- _TASK BRIEF_:
Up to and including the line with "impl MetricsProvider for PerCharMetrics", restate the records below word for word, beginning with their first line.

- _RECORDS FOR THIS EXERCISE_:
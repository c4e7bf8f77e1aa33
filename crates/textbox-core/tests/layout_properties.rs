//! Property tests for box sizing and text placement

use proptest::prelude::*;
use textbox_core::{
    error::MetricsError,
    layout::{compute_layout, layout_from_metrics},
    types::{Align, Alignment, BoxSizeMode, FontStyle, VerticalAlign},
    FontDescriptor, MetricsProvider, TextMetrics,
};

/// Mock metrics: fixed width per character
struct PerCharMetrics {
    advance: f32,
}

impl MetricsProvider for PerCharMetrics {
    fn name(&self) -> &'static str {
        "per-char"
    }

    fn measure(&self, _font: &str, text: &str) -> Result<TextMetrics, MetricsError> {
        Ok(TextMetrics {
            width: text.chars().count() as f32 * self.advance,
            height: 0.0,
        })
    }
}

fn alignment() -> impl Strategy<Value = Alignment> {
    (
        prop_oneof![Just(Align::Left), Just(Align::Center), Just(Align::Right)],
        prop_oneof![
            Just(VerticalAlign::Top),
            Just(VerticalAlign::Middle),
            Just(VerticalAlign::Bottom)
        ],
    )
        .prop_map(|(h, v)| Alignment::new(h, v))
}

fn measured() -> impl Strategy<Value = TextMetrics> {
    (0.0f32..500.0, 0u32..96).prop_map(|(width, height)| TextMetrics {
        width,
        height: height as f32,
    })
}

// Property: Auto boxes are the measured text plus padding
proptest! {
    #[test]
    fn prop_auto_box_is_text_plus_padding(
        text in measured(),
        padding in 0.0f32..64.0,
        align in alignment(),
    ) {
        let layout = layout_from_metrics(text, BoxSizeMode::Auto, BoxSizeMode::Auto, padding, align);
        prop_assert_eq!(layout.box_width, text.width + padding);
        prop_assert_eq!(layout.box_height, text.height + padding);
    }
}

// Property: Fixed boxes ignore the text entirely
proptest! {
    #[test]
    fn prop_fixed_box_ignores_text(
        text in measured(),
        width in 0.0f32..400.0,
        height in 0.0f32..400.0,
        padding in 0.0f32..64.0,
        align in alignment(),
    ) {
        let layout = layout_from_metrics(
            text,
            BoxSizeMode::Fixed(width),
            BoxSizeMode::Fixed(height),
            padding,
            align,
        );
        prop_assert_eq!(layout.box_width, width + padding);
        prop_assert_eq!(layout.box_height, height + padding);
    }
}

// Property: Nothing is clipped while both axes follow the text
proptest! {
    #[test]
    fn prop_auto_never_clips(text in measured(), padding in 0.0f32..64.0, align in alignment()) {
        let layout = layout_from_metrics(text, BoxSizeMode::Auto, BoxSizeMode::Auto, padding, align);
        prop_assert!(!layout.should_clip);
    }
}

// Property: A fixed width narrower than the text always clips
proptest! {
    #[test]
    fn prop_narrow_fixed_width_clips(
        text_width in 1.0f32..500.0,
        shortfall in 0.01f32..1.0,
        padding in 0.0f32..64.0,
    ) {
        let text = TextMetrics { width: text_width, height: 12.0 };
        let layout = layout_from_metrics(
            text,
            BoxSizeMode::Fixed(text_width * (1.0 - shortfall) - 0.001),
            BoxSizeMode::Auto,
            padding,
            Alignment::default(),
        );
        prop_assert!(layout.should_clip);
    }
}

// Property: Re-laying out identical inputs is bit-identical
proptest! {
    #[test]
    fn prop_layout_is_deterministic(
        text in "[ -~]{0,40}",
        size in 1u32..72,
        padding in 0.0f32..32.0,
        align in alignment(),
    ) {
        let metrics = PerCharMetrics { advance: 7.25 };
        let font = FontDescriptor::new(FontStyle::Normal, size as f32, "Calibri");
        let run = || {
            compute_layout(
                &metrics,
                &text,
                &font,
                BoxSizeMode::Auto,
                BoxSizeMode::Fixed(40.0),
                padding,
                align,
            )
            .unwrap()
        };
        let (a, b) = (run(), run());
        prop_assert_eq!(a.dx.to_bits(), b.dx.to_bits());
        prop_assert_eq!(a.dy.to_bits(), b.dy.to_bits());
        prop_assert_eq!(a, b);
    }
}

// Property: Text height is always the whole-point font size
proptest! {
    #[test]
    fn prop_height_is_truncated_font_size(size in 0.0f32..200.0) {
        let metrics = PerCharMetrics { advance: 5.0 };
        let font = FontDescriptor::new(FontStyle::Bold, size, "Calibri");
        let layout = compute_layout(
            &metrics,
            "abc",
            &font,
            BoxSizeMode::Auto,
            BoxSizeMode::Auto,
            0.0,
            Alignment::default(),
        )
        .unwrap();
        prop_assert_eq!(layout.text_height, size.trunc());
    }
}

#[test]
fn test_scenario_left_top_auto() {
    let layout = layout_from_metrics(
        TextMetrics {
            width: 10.0,
            height: 12.0,
        },
        BoxSizeMode::Auto,
        BoxSizeMode::Auto,
        0.0,
        Alignment::new(Align::Left, VerticalAlign::Top),
    );

    assert_eq!(layout.box_width, 10.0);
    assert_eq!(layout.box_height, 12.0);
    assert_eq!(layout.dx, 0.0);
    assert_eq!(layout.dy, 6.0);
    assert!(!layout.should_clip);
}
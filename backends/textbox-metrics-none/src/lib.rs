//! None Metrics - Width from character count alone
//!
//! The most basic provider: no font files, no shaping. Every character
//! advances by the same fraction of an em, which is enough for layout
//! previews, tests and headless hosts.

use textbox_core::{error::MetricsError, FontDescriptor, MetricsProvider, TextMetrics};

/// Average advance of a Latin glyph, in ems
pub const DEFAULT_EM_RATIO: f32 = 0.6;

/// A minimal provider that only counts characters
pub struct NoneMetrics {
    em_ratio: f32,
}

impl NoneMetrics {
    /// Create a provider with the default em ratio
    pub fn new() -> Self {
        Self::with_em_ratio(DEFAULT_EM_RATIO)
    }

    /// Create a provider where every character is `em_ratio` ems wide
    pub fn with_em_ratio(em_ratio: f32) -> Self {
        Self {
            em_ratio: em_ratio.max(0.0),
        }
    }

    pub fn em_ratio(&self) -> f32 {
        self.em_ratio
    }
}

impl Default for NoneMetrics {
    fn default() -> Self {
        Self::new()
    }
}

impl MetricsProvider for NoneMetrics {
    fn name(&self) -> &'static str {
        "none"
    }

    fn measure(&self, font: &str, text: &str) -> Result<TextMetrics, MetricsError> {
        let descriptor = FontDescriptor::parse(font)
            .map_err(|_| MetricsError::InvalidDescriptor(font.to_string()))?;
        let size = descriptor.size_px();
        let chars = text.chars().count();

        log::debug!("NoneMetrics: measuring {} chars at {}px", chars, size);

        Ok(TextMetrics {
            width: chars as f32 * size * self.em_ratio,
            height: size,
        })
    }
}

- _THE COMPLETED TASK_:
repository c4e7bf8f77e1aa33
filename crates/textbox-core/tests/layout_properties.rs
//! Property tests for box sizing and text placement

use proptest::prelude::*;
use textbox_core::{
    error::MetricsError,
    layout::{compute_layout, layout_from_metrics},
    types::{Align, Alignment, BoxSizeMode, FontStyle, VerticalAlign},
    FontDescriptor, MetricsProvider, TextMetrics,
};

/// Mock metrics: fixed width per character
struct PerCharMetrics {
    advance: f32,
}

impl MetricsProvider for PerCharMetrics {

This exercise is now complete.